Der Rückzug des Staates ist nach Analyse der Wissenschaftler doppelt fatal in einer Situation, in der viele Menschen nach Lohn- oder Rentenkürzungen oder durch Arbeitslosigkeit kaum Spielraum hätten, privat mehr für Arztbesuche oder Medikamente auszugeben. Zahlen der OECD zeigen die wachsende Lücke: Die öffentlichen Gesundheitsausgaben pro Kopf sanken in den Krisenländern seit 2009 um 2,4 bis 11,8 Prozent – pro Jahr. Die durchschnittlichen privaten Ausgaben waren aber preisbereinigt in Spanien und Portugal 2012 kaum höher als 2008. In Italien gingen sie sogar etwas zurück, in Griechenland brachen sie um fast die Hälfte ein.
Ein genauerer Blick auf die Daten zeigt in allen untersuchten Ländern eine klare Verbindung zum Einkommen: Geringverdiener und Angehörige der Mittelschicht hätten ihre Ausgaben am stärksten reduziert, so die Forscher. Vor dem Hintergrund höherer Zuzahlungen und Leistungskürzungen deute das „auf eine wachsende Versorgungskluft“ hin, die in Griechenland darin gipfele, dass knapp 2,5 Millionen Menschen ohne Krankenversicherung leben müssten. „Damit wird nicht nur die Gesundheit sozial schwacher Gruppen aufs Spiel gesetzt, sondern die weiter Bevölkerungsteile.“
Infektionskrankheiten breiten sich aus
Die gesundheitlichen Folgen der Kürzungen sind in den vier Ländern unterschiedlich ausgeprägt – abhängig davon, wie stark sie ausfielen, wann sie wirksam wurden und ob es zusätzlich auch erfolgreiche Reformen zur Effizienzsteigerung im Gesundheitssystem gab. Die geringsten Auswirkungen beobachten die Wissenschaftler in Spanien, wo die tiefsten Einschnitte allerdings auch erst von 2012 bis 2014 erfolgt sind. Gleichwohl sei die Zahl der Haushalte, die sich Arzneimittel nicht mehr leisten können, schon kräftig gewachsen. In Portugal müssten Krebskranke lange auf eine Behandlung warten. Für Italien zeigten EU-Daten, dass sich der allgemeine Gesundheitszustand älterer Menschen deutlich verschlechtert. Zudem erklären vor allem Bürger mit geringerem Einkommen in Umfragen häufiger, sie würden auf notwendige medizinische Untersuchungen verzichten.

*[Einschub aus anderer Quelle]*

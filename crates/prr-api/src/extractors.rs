//! # Custom Extractors & Validation
//!
//! The [`Validate`] trait for request DTOs and helpers that turn JSON
//! rejections into [`AppError::BadRequest`].

use axum::extract::rejection::JsonRejection;
use axum::Json;

use crate::error::AppError;

/// Request types with rules beyond what serde checks.
pub trait Validate {
    /// Validate business rules. Returns an error message on failure.
    fn validate(&self) -> Result<(), String>;
}

/// Extract a JSON body, mapping deserialization errors to [`AppError::BadRequest`].
pub fn extract_json<T>(result: Result<Json<T>, JsonRejection>) -> Result<T, AppError> {
    result
        .map(|Json(v)| v)
        .map_err(|err| AppError::BadRequest(err.body_text()))
}

/// Extract a JSON body and validate it using the [`Validate`] trait.
pub fn extract_validated_json<T: Validate>(
    result: Result<Json<T>, JsonRejection>,
) -> Result<T, AppError> {
    let value = extract_json(result)?;
    value.validate().map_err(AppError::Validation)?;
    Ok(value)
}
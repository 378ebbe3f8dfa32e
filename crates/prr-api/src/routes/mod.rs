//! # API Route Modules
//!
//! - `pull_requests`: merge endpoint (`POST /pullRequest/merge`).

pub mod pull_requests;
#![deny(missing_docs)]

//! # prr-core: Foundational Types for the PR Reviewers Service
//!
//! This crate defines the types every other crate in the workspace depends
//! on. It has no internal crate dependencies and performs no I/O. It uses only
//! `serde`, `thiserror`, `chrono`, and `uuid` from the external ecosystem.
//!
//! ## Design Principles
//!
//! 1. **Newtype wrappers for identifiers.** You cannot pass a [`StatusId`]
//!    where a [`PullRequestId`] is expected.
//!
//! 2. **Status values are an open set.** [`StatusValue`] wraps a string so
//!    that upstream processes may introduce new non-terminal states, while
//!    [`StatusValue::MERGED`] stays the single terminal value.
//!
//! 3. **Records mirror persistence.** [`PullRequest`], [`StatusRecord`] and
//!    [`ReviewerAssignment`] are what repositories hand back; a missing merge
//!    timestamp is `None`, never a zero sentinel.

pub mod error;
pub mod identity;
pub mod record;
pub mod status;
pub mod temporal;

// Re-export primary types at crate root for ergonomic imports.
pub use error::ValidationError;
pub use identity::{AssignmentId, PullRequestId, StatusId, UserId};
pub use record::{PullRequest, ReviewerAssignment, StatusRecord};
pub use status::StatusValue;
pub use temporal::{Clock, FixedClock, SystemClock};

Mit Abstand am drastischsten sind die Konsequenzen, die die Autoren für Griechenland beschreiben: Gravierende Lücken bei der Behandlung schwerer Krankheiten, ein spürbarer Anstieg beim Verzicht auf notwendige medizinische Leistungen, deutlich schlechtere Gesundheitsdaten vor allem bei älteren Frauen. Sogar ein leichter Anstieg der Säuglingssterblichkeit und die Ausbreitung von Infektionskrankheiten wie Malaria werden gemeldet. Neben Engpässen bei der Behandlung von Krankheiten wirkten sich auch Kürzungen in der Prävention drastisch aus: Bei Drogenabhängigen habe sich die HIV-Infektionsrate seit 2004 verzehnfacht und Ärzte befürchten einen „Zusammenbruch des Impfsystems“. Angesichts dieser gravierenden Auswirkungen, warnen die Wissenschaftler, könnte sich der Sparkurs längerfristig für den Staat als „finanzpolitischer Bumerang“ entpuppen, „der in späteren Jahren zu einem explosionsartigen Anstieg kostenträchtiger Morbidität führt“.